新疆一例牛环形泰勒虫、念珠菌和绵羊无浆体混合感染的病例初报

葛 婷，宋瑞其

（石河子大学医学院，新疆石河子 832003）

牛环形泰勒虫（Theileriaannulata）是一种由璃眼蜱属（Hyalommasp.）蜱虫传播的原生动物，可引起热带黄痿病[1]。患畜主要表现为发热、淋巴结肿大以及贫血等临床症状[2-3]。该病主要在地中海、中东地区流行，我国也存在该病，其发病率和病死率均较高，给畜牧业造成了严重经济损失[4-5]。
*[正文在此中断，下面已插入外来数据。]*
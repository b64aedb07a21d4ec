//! Shared types passed between extraction, cropping, adjustment and export.
//!
//! [`ContactRecord`] mirrors the JSON object the extraction service returns
//! (camelCase keys), so it deserializes straight from the response body.
//! Embedded images never come from JSON; they are filled in by the crop
//! stage or the adjuster.

use serde::{Deserialize, Serialize};
use std::fmt;
use std::str::FromStr;

/// Upper bound of the normalized coordinate space used by bounding boxes.
pub const NORMALIZED_MAX: f64 = 1000.0;

/// A rectangle in `[0, 1000]` normalized coordinates relative to one of the
/// submitted images.
///
/// Field order follows the extraction service (`ymin, xmin, ymax, xmax`).
#[derive(Debug, Clone, Copy, PartialEq, Serialize, Deserialize)]
#[serde(rename_all = "camelCase")]
pub struct BoundingBox {
    pub ymin: f64,
    pub xmin: f64,
    pub ymax: f64,
    pub xmax: f64,
    /// Index into the submitted image list (0-based).
    #[serde(default)]
    pub image_index: usize,
}

impl BoundingBox {
    pub fn new(ymin: f64, xmin: f64, ymax: f64, xmax: f64, image_index: usize) -> Self {
        Self {
            ymin,
            xmin,
            ymax,
            xmax,
            image_index,
        }
    }

    /// A box is usable only when it has positive extent on both axes.
    pub fn is_valid(&self) -> bool {
        self.xmax > self.xmin && self.ymax > self.ymin
    }

    /// Copy with every coordinate clamped into `[0, 1000]`.
    pub fn clamped(&self) -> Self {
        let c = |v: f64| {
            if v.is_nan() {
                0.0
            } else {
                v.clamp(0.0, NORMALIZED_MAX)
            }
        };
        Self {
            ymin: c(self.ymin),
            xmin: c(self.xmin),
            ymax: c(self.ymax),
            xmax: c(self.xmax),
            image_index: self.image_index,
        }
    }
}

/// Which graphic field of a contact an image belongs to.
#[derive(Debug, Clone, Copy, PartialEq, Eq, Hash, Serialize, Deserialize)]
#[serde(rename_all = "lowercase")]
pub enum GraphicSlot {
    Logo,
    Photo,
}

impl GraphicSlot {
    pub const ALL: [GraphicSlot; 2] = [GraphicSlot::Logo, GraphicSlot::Photo];

    pub fn as_str(self) -> &'static str {
        match self {
            GraphicSlot::Logo => "logo",
            GraphicSlot::Photo => "photo",
        }
    }
}

impl fmt::Display for GraphicSlot {
    fn fmt(&self, f: &mut fmt::Formatter<'_>) -> fmt::Result {
        f.write_str(self.as_str())
    }
}

impl FromStr for GraphicSlot {
    type Err = String;

    fn from_str(s: &str) -> Result<Self, Self::Err> {
        match s.to_ascii_lowercase().as_str() {
            "logo" => Ok(GraphicSlot::Logo),
            "photo" => Ok(GraphicSlot::Photo),
            other => Err(format!("unknown graphic slot '{other}' (expected logo or photo)")),
        }
    }
}

/// An encoded raster image ready to embed in a contact record.
#[derive(Debug, Clone, PartialEq, Eq)]
pub struct EncodedImage {
    pub bytes: Vec<u8>,
    pub mime: &'static str,
    pub width: u32,
    pub height: u32,
}

impl EncodedImage {
    /// File extension matching the MIME type.
    pub fn extension(&self) -> &'static str {
        match self.mime {
            "image/png" => "png",
            "image/webp" => "webp",
            _ => "jpg",
        }
    }
}

/// Structured contact produced by the extraction service and edited by the user.
///
/// Empty strings and `None` mean the same thing everywhere; use
/// [`ContactRecord::get`] to read a field with that normalization applied.
#[derive(Debug, Clone, Default, PartialEq, Serialize, Deserialize)]
#[serde(default, rename_all = "camelCase")]
pub struct ContactRecord {
    pub first_name: Option<String>,
    pub last_name: Option<String>,
    pub full_name: Option<String>,
    pub organization: Option<String>,
    pub job_title: Option<String>,
    pub email: Option<String>,
    pub phone: Option<String>,
    pub mobile: Option<String>,
    pub website: Option<String>,
    pub address: Option<String>,
    pub city: Option<String>,
    pub state: Option<String>,
    pub zip_code: Option<String>,
    pub country: Option<String>,
    pub notes: Option<String>,
    #[serde(skip_serializing_if = "Option::is_none")]
    pub logo_box: Option<BoundingBox>,
    #[serde(skip_serializing_if = "Option::is_none")]
    pub photo_box: Option<BoundingBox>,
    #[serde(skip)]
    pub logo: Option<EncodedImage>,
    #[serde(skip)]
    pub photo: Option<EncodedImage>,
}

/// Editable string fields of a [`ContactRecord`].
#[derive(Debug, Clone, Copy, PartialEq, Eq, Hash)]
pub enum ContactField {
    FirstName,
    LastName,
    FullName,
    Organization,
    JobTitle,
    Email,
    Phone,
    Mobile,
    Website,
    Address,
    City,
    State,
    ZipCode,
    Country,
    Notes,
}

impl ContactField {
    pub const ALL: [ContactField; 15] = [
        ContactField::FirstName,
        ContactField::LastName,
        ContactField::FullName,
        ContactField::Organization,
        ContactField::JobTitle,
        ContactField::Email,
        ContactField::Phone,
        ContactField::Mobile,
        ContactField::Website,
        ContactField::Address,
        ContactField::City,
        ContactField::State,
        ContactField::ZipCode,
        ContactField::Country,
        ContactField::Notes,
    ];

    /// The camelCase key used in the extraction JSON.
    pub fn key(self) -> &'static str {
        match self {
            ContactField::FirstName => "firstName",
            ContactField::LastName => "lastName",
            ContactField::FullName => "fullName",
            ContactField::Organization => "organization",
            ContactField::JobTitle => "jobTitle",
            ContactField::Email => "email",
            ContactField::Phone => "phone",
            ContactField::Mobile => "mobile",
            ContactField::Website => "website",
            ContactField::Address => "address",
            ContactField::City => "city",
            ContactField::State => "state",
            ContactField::ZipCode => "zipCode",
            ContactField::Country => "country",
            ContactField::Notes => "notes",
        }
    }
}

impl FromStr for ContactField {
    type Err = String;

    /// Accepts the camelCase key, snake_case, or any casing of either.
    fn from_str(s: &str) -> Result<Self, Self::Err> {
        let wanted: String = s
            .chars()
            .filter(|c| *c != '_' && *c != '-')
            .collect::<String>()
            .to_ascii_lowercase();
        ContactField::ALL
            .into_iter()
            .find(|f| f.key().to_ascii_lowercase() == wanted)
            .ok_or_else(|| format!("unknown contact field '{s}'"))
    }
}

impl ContactRecord {
    fn slot(&self, field: ContactField) -> &Option<String> {
        match field {
            ContactField::FirstName => &self.first_name,
            ContactField::LastName => &self.last_name,
            ContactField::FullName => &self.full_name,
            ContactField::Organization => &self.organization,
            ContactField::JobTitle => &self.job_title,
            ContactField::Email => &self.email,
            ContactField::Phone => &self.phone,
            ContactField::Mobile => &self.mobile,
            ContactField::Website => &self.website,
            ContactField::Address => &self.address,
            ContactField::City => &self.city,
            ContactField::State => &self.state,
            ContactField::ZipCode => &self.zip_code,
            ContactField::Country => &self.country,
            ContactField::Notes => &self.notes,
        }
    }

    fn slot_mut(&mut self, field: ContactField) -> &mut Option<String> {
        match field {
            ContactField::FirstName => &mut self.first_name,
            ContactField::LastName => &mut self.last_name,
            ContactField::FullName => &mut self.full_name,
            ContactField::Organization => &mut self.organization,
            ContactField::JobTitle => &mut self.job_title,
            ContactField::Email => &mut self.email,
            ContactField::Phone => &mut self.phone,
            ContactField::Mobile => &mut self.mobile,
            ContactField::Website => &mut self.website,
            ContactField::Address => &mut self.address,
            ContactField::City => &mut self.city,
            ContactField::State => &mut self.state,
            ContactField::ZipCode => &mut self.zip_code,
            ContactField::Country => &mut self.country,
            ContactField::Notes => &mut self.notes,
        }
    }

    /// Field value, or `None` when absent or empty.
    pub fn get(&self, field: ContactField) -> Option<&str> {
        self.slot(field).as_deref().filter(|v| !v.is_empty())
    }

    /// Field value with absent mapped to `""`.
    pub fn get_or_empty(&self, field: ContactField) -> &str {
        self.get(field).unwrap_or("")
    }

    /// Overwrite a single field. Empty values are stored as given; fields
    /// are never removed.
    pub fn set(&mut self, field: ContactField, value: impl Into<String>) {
        *self.slot_mut(field) = Some(value.into());
    }

    pub fn graphic_box(&self, slot: GraphicSlot) -> Option<&BoundingBox> {
        match slot {
            GraphicSlot::Logo => self.logo_box.as_ref(),
            GraphicSlot::Photo => self.photo_box.as_ref(),
        }
    }

    pub fn graphic(&self, slot: GraphicSlot) -> Option<&EncodedImage> {
        match slot {
            GraphicSlot::Logo => self.logo.as_ref(),
            GraphicSlot::Photo => self.photo.as_ref(),
        }
    }

    pub fn set_graphic(&mut self, slot: GraphicSlot, image: EncodedImage) {
        match slot {
            GraphicSlot::Logo => self.logo = Some(image),
            GraphicSlot::Photo => self.photo = Some(image),
        }
    }
}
念珠菌（假丝酵母，Candidatusmidichloriasp.）广泛存在于人类、动物和自然环境中，是常见的条件致病菌。通常因对易感动物长期使用抗菌药物，造成其黏膜屏障、免疫功能受损，从而感染念珠菌出现假丝酵母菌血症（又称为念珠菌菌血症）[6]。念珠菌不仅在动物血液中被发现，在蜱唾液腺中也被检测到[7]。无浆体是影响人类和动物健康的细胞内革兰氏阴性菌，其中绵羊无浆体（Anaplasma ovis）是主要种类之一[8]，在我国河北、贵州、浙江、新疆、甘肃、云南、河南、四川和青海等省（自治区）均有流行[8-15]。血液寄生虫/菌病是威胁牛健康和生产力的重要因素之一，尤其是在畜牧业发达的新疆地区。为对新疆托克逊县一头有症状牛进行病原确定，采用光学显微镜（LM）观察、常规血液检测（RBT）和聚合酶链式反应（PCR）等方法进行诊断，病牛最终被确诊为牛环形泰勒虫、念珠菌和绵羊无浆体混合感染。

1 材料与方法

1.1 材料

1.1.1 病例情况 2021年8月17日，新疆托克逊县一头4 岁的西门塔尔母牛表现出发热（39.7 ℃）、瘤胃胀气、肌肉震颤、流涎、血红蛋白尿（血尿）和黄疸等一系列症状。动物医院对患牛进行了临床和血常规检查，并在其体表发现正在叮咬的蜱虫。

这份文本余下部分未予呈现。